Cisco Talos Exposes UAT-8302: China APT Armed With Shared Malware
China-nexus APT group UAT-8302 targets South American and European governments using NetDraft, CloudSorcerer, and VShell backdoors. Cisco Talos reveals connections to multiple Chinese threat clusters.
Cisco Talos has disclosed UAT-8302, a China-nexus advanced persistent threat group that has been targeting government entities across South America since late 2024 and southeastern European agencies throughout 2025. The group deploys an arsenal of custom malware that overlaps with tools used by multiple other Chinese APT clusters—suggesting either shared development resources or deliberate tool sharing among Beijing-aligned operators.
Talos assesses with high confidence that UAT-8302 focuses on obtaining and maintaining long-term access to government networks for espionage purposes. The campaigns share characteristics with other China-linked operations we've tracked, though UAT-8302 appears to operate as a distinct cluster.
The Malware Arsenal
UAT-8302 deploys multiple backdoors and loaders across victim networks:
NetDraft - A .NET-based backdoor that represents a C# port of the FINALDRAFT (also known as SquidDoor) malware family. NetDraft communicates with command-and-control infrastructure through Microsoft's Graph API, routing traffic through OneDrive to blend with legitimate cloud activity. The malware was previously associated with threat clusters tracked as Ink Dragon, CL-STA-0049, Earth Alux, and REF7707.
CloudSorcerer v3 - An updated version of a backdoor Kaspersky first documented in attacks against Russian government entities in 2024. CloudSorcerer supports both OneDrive and GitHub-based C2 channels, providing redundancy if one platform blocks the attacker's infrastructure.
VShell - A remote access trojan delivered through SNOWRUST, a Rust-based variant of the SNOWLIGHT loader. VShell provides persistent access and supports file operations, command execution, and network tunneling.

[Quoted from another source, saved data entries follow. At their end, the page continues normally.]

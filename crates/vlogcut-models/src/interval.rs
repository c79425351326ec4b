//! Content chunks and interval types produced during selection.

use serde::{Deserialize, Serialize};

use crate::timestamp::format_seconds;

/// Prefix of descriptions attached to fallback intervals.
pub const FALLBACK_DESCRIPTION_PREFIX: &str = "Selected segment from";

/// Condensed view of a fixed-width window of one source's events.
#[derive(Debug, Clone, PartialEq, Serialize, Deserialize)]
pub struct ContentChunk {
    pub source_id: String,
    pub start_secs: f64,
    pub duration_secs: f64,
    pub condensed_text: String,
}

/// Minimum/maximum length of a single interval, derived from the suggested length.
#[derive(Debug, Clone, Copy, PartialEq)]
pub struct IntervalBounds {
    pub suggested: f64,
    pub min: f64,
    pub max: f64,
}

impl IntervalBounds {
    /// `min = max(1, s - 2)`, `max = s + 2`.
    pub fn from_suggested(suggested: f64) -> Self {
        Self {
            suggested,
            min: (suggested - 2.0).max(1.0),
            max: suggested + 2.0,
        }
    }

    pub fn contains(&self, duration: f64) -> bool {
        duration >= self.min && duration <= self.max
    }
}

/// How an interval was chosen.
#[derive(Debug, Clone, Copy, PartialEq, Eq, Hash, Serialize, Deserialize)]
#[serde(rename_all = "snake_case")]
pub enum IntervalOrigin {
    Oracle,
    Fallback,
}

/// A proposed interval within one source.
#[derive(Debug, Clone, PartialEq, Serialize, Deserialize)]
pub struct CandidateInterval {
    pub source_id: String,
    pub start_secs: f64,
    pub end_secs: f64,
    pub reason: String,
}

impl CandidateInterval {
    pub fn new(source_id: impl Into<String>, start_secs: f64, end_secs: f64, reason: impl Into<String>) -> Self {
        Self {
            source_id: source_id.into(),
            start_secs,
            end_secs,
            reason: reason.into(),
        }
    }

    pub fn duration(&self) -> f64 {
        self.end_secs - self.start_secs
    }

    /// Half-open overlap test; touching intervals do not overlap.
    pub fn overlaps(&self, other: &CandidateInterval) -> bool {
        self.source_id == other.source_id
            && self.start_secs < other.end_secs
            && other.start_secs < self.end_secs
    }
}

/// An interval accepted into the final plan.
#[derive(Debug, Clone, PartialEq, Serialize, Deserialize)]
pub struct SelectedInterval {
    /// 1-based position in the final ordering
    pub index: u32,
    pub source_id: String,
    pub start_secs: f64,
    pub end_secs: f64,
    pub description: String,
    pub origin: IntervalOrigin,
}

impl SelectedInterval {
    pub fn from_candidate(index: u32, candidate: CandidateInterval, origin: IntervalOrigin) -> Self {
        Self {
            index,
            source_id: candidate.source_id,
            start_secs: candidate.start_secs,
            end_secs: candidate.end_secs,
            description: candidate.reason,
            origin,
        }
    }

    pub fn duration(&self) -> f64 {
        self.end_secs - self.start_secs
    }

    pub fn start_time(&self) -> String {
        format_seconds(self.start_secs)
    }

    pub fn end_time(&self) -> String {
        format_seconds(self.end_secs)
    }

    /// Whether the description is missing, too short, or a fallback placeholder.
    pub fn needs_description(&self) -> bool {
        let desc = self.description.trim();
        desc.chars().count() <= 10 || desc.starts_with(FALLBACK_DESCRIPTION_PREFIX)
    }
}

#[cfg(test)]
mod tests {
    use super::*;

    #[test]
    fn test_bounds_from_suggested() {
        let b = IntervalBounds::from_suggested(5.0);
        assert_eq!(b.min, 3.0);
        assert_eq!(b.max, 7.0);

        let b = IntervalBounds::from_suggested(2.0);
        assert_eq!(b.min, 1.0);
        assert_eq!(b.max, 4.0);
        assert!(b.contains(1.0));
        assert!(!b.contains(4.5));
    }

    #[test]
    fn test_overlap_is_half_open() {
        let a = CandidateInterval::new("p1", 0.0, 5.0, "");
        let b = CandidateInterval::new("p1", 5.0, 10.0, "");
        let c = CandidateInterval::new("p1", 4.0, 6.0, "");
        let d = CandidateInterval::new("p2", 0.0, 5.0, "");
        assert!(!a.overlaps(&b));
        assert!(a.overlaps(&c));
        assert!(!a.overlaps(&d));
    }

    #[test]
    fn test_needs_description() {
        let mut s = SelectedInterval::from_candidate(
            1,
            CandidateInterval::new("p1", 0.0, 5.0, "Selected segment from p1"),
            IntervalOrigin::Fallback,
        );
        assert!(s.needs_description());

        s.description = "short".into();
        assert!(s.needs_description());

        s.description = "Key dialogue where the team celebrates".into();
        assert!(!s.needs_description());
    }
}
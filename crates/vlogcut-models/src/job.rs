//! Job identifiers, stages and records.

use std::fmt;
use std::path::PathBuf;

use chrono::{DateTime, Utc};
use schemars::JsonSchema;
use serde::{Deserialize, Serialize};
use uuid::Uuid;

/// Unique identifier for a job.
#[derive(Debug, Clone, PartialEq, Eq, Hash, PartialOrd, Ord, Serialize, Deserialize, JsonSchema)]
#[serde(transparent)]
pub struct JobId(pub String);

impl JobId {
    /// Generate a new random job ID.
    pub fn new() -> Self {
        Self(Uuid::new_v4().to_string())
    }

    /// Create from an existing string.
    pub fn from_string(s: impl Into<String>) -> Self {
        Self(s.into())
    }

    pub fn as_str(&self) -> &str {
        &self.0
    }
}

impl Default for JobId {
    fn default() -> Self {
        Self::new()
    }
}

impl fmt::Display for JobId {
    fn fmt(&self, f: &mut fmt::Formatter<'_>) -> fmt::Result {
        write!(f, "{}", self.0)
    }
}

/// Stage of a cut job.
///
/// `preparing -> generating_intervals -> cutting_videos -> completed`, with
/// `error` reachable from every non-terminal stage.
#[derive(Debug, Clone, Copy, PartialEq, Eq, Hash, Serialize, Deserialize, JsonSchema, Default)]
#[serde(rename_all = "snake_case")]
pub enum JobStage {
    #[default]
    Preparing,
    GeneratingIntervals,
    CuttingVideos,
    Completed,
    Error,
}

impl JobStage {
    pub fn as_str(&self) -> &'static str {
        match self {
            JobStage::Preparing => "preparing",
            JobStage::GeneratingIntervals => "generating_intervals",
            JobStage::CuttingVideos => "cutting_videos",
            JobStage::Completed => "completed",
            JobStage::Error => "error",
        }
    }

    pub fn is_terminal(&self) -> bool {
        matches!(self, JobStage::Completed | JobStage::Error)
    }

    /// Whether `next` is a legal successor of this stage.
    pub fn can_transition_to(&self, next: JobStage) -> bool {
        match (self, next) {
            (s, _) if s.is_terminal() => false,
            (_, JobStage::Error) => true,
            (JobStage::Preparing, JobStage::GeneratingIntervals) => true,
            (JobStage::GeneratingIntervals, JobStage::CuttingVideos) => true,
            (JobStage::CuttingVideos, JobStage::Completed) => true,
            _ => false,
        }
    }

    /// Nominal progress percentage when entering the stage.
    pub fn progress(&self) -> u8 {
        match self {
            JobStage::Preparing => 0,
            JobStage::GeneratingIntervals => 20,
            JobStage::CuttingVideos => 60,
            JobStage::Completed => 100,
            JobStage::Error => 0,
        }
    }
}

impl fmt::Display for JobStage {
    fn fmt(&self, f: &mut fmt::Formatter<'_>) -> fmt::Result {
        f.write_str(self.as_str())
    }
}

/// Rejected stage change.
#[derive(Debug, Clone, PartialEq, Eq, thiserror::Error)]
#[error("Invalid job transition {from} -> {to}")]
pub struct InvalidTransition {
    pub from: JobStage,
    pub to: JobStage,
}

/// Tracked state of one cut job.
#[derive(Debug, Clone, Serialize, Deserialize, JsonSchema)]
pub struct JobRecord {
    pub id: JobId,
    pub stage: JobStage,
    /// Progress percentage (0-100)
    pub progress: u8,
    /// Human-readable status line
    #[serde(skip_serializing_if = "Option::is_none")]
    pub message: Option<String>,
    #[serde(skip_serializing_if = "Option::is_none")]
    pub error: Option<String>,
    #[serde(skip_serializing_if = "Option::is_none")]
    pub plan_path: Option<PathBuf>,
    #[serde(skip_serializing_if = "Option::is_none")]
    pub output_path: Option<PathBuf>,
    pub created_at: DateTime<Utc>,
    pub updated_at: DateTime<Utc>,
}

impl JobRecord {
    pub fn new(id: JobId) -> Self {
        let now = Utc::now();
        Self {
            id,
            stage: JobStage::Preparing,
            progress: 0,
            message: None,
            error: None,
            plan_path: None,
            output_path: None,
            created_at: now,
            updated_at: now,
        }
    }

    /// Move to `next`, rejecting illegal transitions.
    pub fn advance(&mut self, next: JobStage) -> Result<(), InvalidTransition> {
        if !self.stage.can_transition_to(next) {
            return Err(InvalidTransition {
                from: self.stage,
                to: next,
            });
        }
        self.stage = next;
        if next != JobStage::Error {
            self.progress = next.progress();
        }
        self.updated_at = Utc::now();
        Ok(())
    }

    /// Move to `error` with a message.
    pub fn fail(&mut self, error: impl Into<String>) -> Result<(), InvalidTransition> {
        self.advance(JobStage::Error)?;
        self.error = Some(error.into());
        Ok(())
    }

    pub fn set_message(&mut self, message: impl Into<String>) {
        self.message = Some(message.into());
        self.updated_at = Utc::now();
    }

    pub fn is_terminal(&self) -> bool {
        self.stage.is_terminal()
    }
}
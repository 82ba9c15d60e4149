//! State classification
//!
//! Maps a percentage onto a named bucket using an ordered threshold table.
//! Thresholds are not limited to `0..=100`: temperature and cpu-delta values
//! are passed through unclamped, so their tables may use larger thresholds.

/// Ordered mapping from state name to threshold
///
/// Entries are kept sorted ascending by threshold. The sort is stable, so
/// entries sharing a threshold keep the order they were given in.
#[derive(Debug, Clone, Default, PartialEq, Eq)]
pub struct ThresholdTable {
    entries: Vec<(String, i64)>,
}

impl ThresholdTable {
    pub fn new<I, S>(entries: I) -> Self
    where
        I: IntoIterator<Item = (S, i64)>,
        S: Into<String>,
    {
        let mut entries: Vec<(String, i64)> = entries
            .into_iter()
            .map(|(name, threshold)| (name.into(), threshold))
            .collect();
        entries.sort_by_key(|(_, threshold)| *threshold);
        Self { entries }
    }

    pub fn is_empty(&self) -> bool {
        self.entries.is_empty()
    }

    pub fn len(&self) -> usize {
        self.entries.len()
    }

    pub fn iter(&self) -> impl Iterator<Item = (&str, i64)> {
        self.entries.iter().map(|(name, t)| (name.as_str(), *t))
    }

    /// See [`classify`]
    pub fn classify(&self, percent: i64) -> String {
        classify(percent, self)
    }
}

impl<S: Into<String>> FromIterator<(S, i64)> for ThresholdTable {
    fn from_iter<I: IntoIterator<Item = (S, i64)>>(iter: I) -> Self {
        Self::new(iter)
    }
}

/// Name of the highest threshold not exceeding `percent`, or empty
///
/// Walks the table in ascending order and keeps overwriting the match, so on
/// equal thresholds the entry listed last wins.
pub fn classify(percent: i64, table: &ThresholdTable) -> String {
    let mut state = "";
    for (name, threshold) in table.iter() {
        if threshold <= percent {
            state = name;
        }
    }
    state.to_string()
}
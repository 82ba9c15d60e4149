//! Logging for the animator and the bandwidth monitor
//!
//! Standard output is the status-bar channel, so every log line goes to
//! stderr as structured JSON.

use tracing::{error, info};
use tracing_subscriber::{fmt, prelude::*, EnvFilter};

/// Install the global subscriber
///
/// `RUST_LOG` takes precedence over `default_filter`. Calling this twice is
/// harmless; the second call leaves the first subscriber in place.
pub fn init_tracing(default_filter: &str) {
    let filter =
        EnvFilter::try_from_default_env().unwrap_or_else(|_| EnvFilter::new(default_filter));

    let _ = tracing_subscriber::registry()
        .with(filter)
        .with(fmt::layer().json().with_writer(std::io::stderr))
        .try_init();
}

/// Structured events tagged with the running module
#[derive(Debug, Clone)]
pub struct StructuredLogger {
    module: String,
}

impl StructuredLogger {
    pub fn new(module: impl Into<String>) -> Self {
        Self {
            module: module.into(),
        }
    }

    pub fn module(&self) -> &str {
        &self.module
    }

    /// Log animator startup
    pub fn log_startup(&self, version: &str, subject: &str, frames: usize) {
        info!(
            event = "runcat_started",
            module = %self.module,
            version = %version,
            subject = %subject,
            frames = frames,
            "Animator started"
        );
    }

    /// Log a change of the classified state
    pub fn log_state_change(&self, previous: &str, current: &str, percentage: i64) {
        info!(
            event = "state_changed",
            module = %self.module,
            previous = %previous,
            current = %current,
            percentage = percentage,
            "State changed"
        );
    }

    /// Log the fault that is about to end the process
    pub fn log_fatal(&self, err: &dyn std::error::Error) {
        error!(
            event = "runcat_failed",
            module = %self.module,
            error = %err,
            "Animation loop stopped"
        );
    }
}
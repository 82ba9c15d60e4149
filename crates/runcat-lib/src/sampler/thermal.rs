//! Temperature from a thermal zone
//!
//! The zone reports millidegrees Celsius. Degrees are used directly as the
//! percentage, without clamping.

use super::{parse_value, read_source, round_percent, MetricKind, MetricSampler};
use crate::classify::ThresholdTable;
use crate::error::Result;
use crate::models::Sample;
use async_trait::async_trait;
use std::path::PathBuf;

/// Default thermal zone
pub const DEFAULT_THERMAL_FILE: &str = "/sys/class/thermal/thermal_zone0/temp";

/// Sampler for the `temp` module
pub struct ThermalSampler {
    temp_file: PathBuf,
    states: ThresholdTable,
}

impl ThermalSampler {
    pub fn new(temp_file: impl Into<PathBuf>, states: ThresholdTable) -> Self {
        Self {
            temp_file: temp_file.into(),
            states,
        }
    }

    pub fn degrees(millidegrees: i64) -> i64 {
        round_percent(millidegrees as f64 / 1000.0)
    }
}

#[async_trait]
impl MetricSampler for ThermalSampler {
    fn kind(&self) -> MetricKind {
        MetricKind::Temperature
    }

    async fn sample(&mut self) -> Result<Sample> {
        let content = read_source(&self.temp_file).await?;
        let raw: i64 = parse_value(&self.temp_file, &content)?;
        let percent = Self::degrees(raw);

        Ok(Sample::new(percent, self.states.classify(percent)))
    }
}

The group also deploys DeedRAT, ZingDoor, and Draculoader—a shellcode loader that helps evade endpoint detection.
Attack Chain
Initial access appears to involve zero-day and N-day exploits against internet-facing web applications, though Talos did not disclose specific vulnerabilities. Once inside, UAT-8302 follows a methodical playbook:
- Reconnaissance - Operators use gogo, an open-source scanning tool, for automated network enumeration
- Credential theft - Scripts like
adconnectdump.pyextract credentials from Active Directory environments - Lateral movement - WMI and scheduled tasks enable movement across network segments
- Persistence - Malicious scheduled tasks maintain access through reboots
- Tunneling - Stowaway and anyproxy create encrypted channels for data exfiltration
The reconnaissance phase includes extensive log and audit policy enumeration—likely to understand what defensive visibility exists before conducting noisier operations.
Infrastructure and Attribution
Talos identified several C2 domains associated with UAT-8302:
- drivelivelime.com
- msiidentity.com
- trafficmanagerupdate.com
Command-and-control servers span IP addresses across multiple hosting providers: 85.209.156.3, 185.238.189.41, 103.27.108.55, and 38.54.32.244.
The overlapping tooling with other Chinese APT groups raises questions about operational relationships. NetDraft's lineage connects to at least five distinct threat clusters. CloudSorcerer appeared in operations against Russian targets. VShell has been used by Chinese-speaking actors across multiple campaigns. Either UAT-8302 has access to a shared development pipeline, or Chinese APT groups are deliberately exchanging tools to complicate attribution.
Why This Matters
UAT-8302's targeting of South American governments represents an expansion of Chinese cyber espionage into regions historically less affected by Beijing's intelligence operations. The southeastern European focus aligns with strategic interests around EU policy and NATO coordination.
Government agencies in targeted regions should audit for the indicators Talos published, which include 40+ file hashes covering NetDraft, VShell, and associated scanning tools. The use of legitimate cloud services for C2 makes network-based detection challenging—endpoint visibility becomes critical.
For organizations dealing with nation-state threats, understanding APT tradecraft helps prioritize defenses. Security teams can explore threat actor tactics in depth through resources like our recommended cybersecurity books, which cover historical campaigns from Russian and Chinese operators.
Detection Resources
Cisco released ClamAV signatures (33+) and Snort rules (40+ SIDs) for UAT-8302's malware families. Organizations using Cisco security products should ensure signature updates are applied.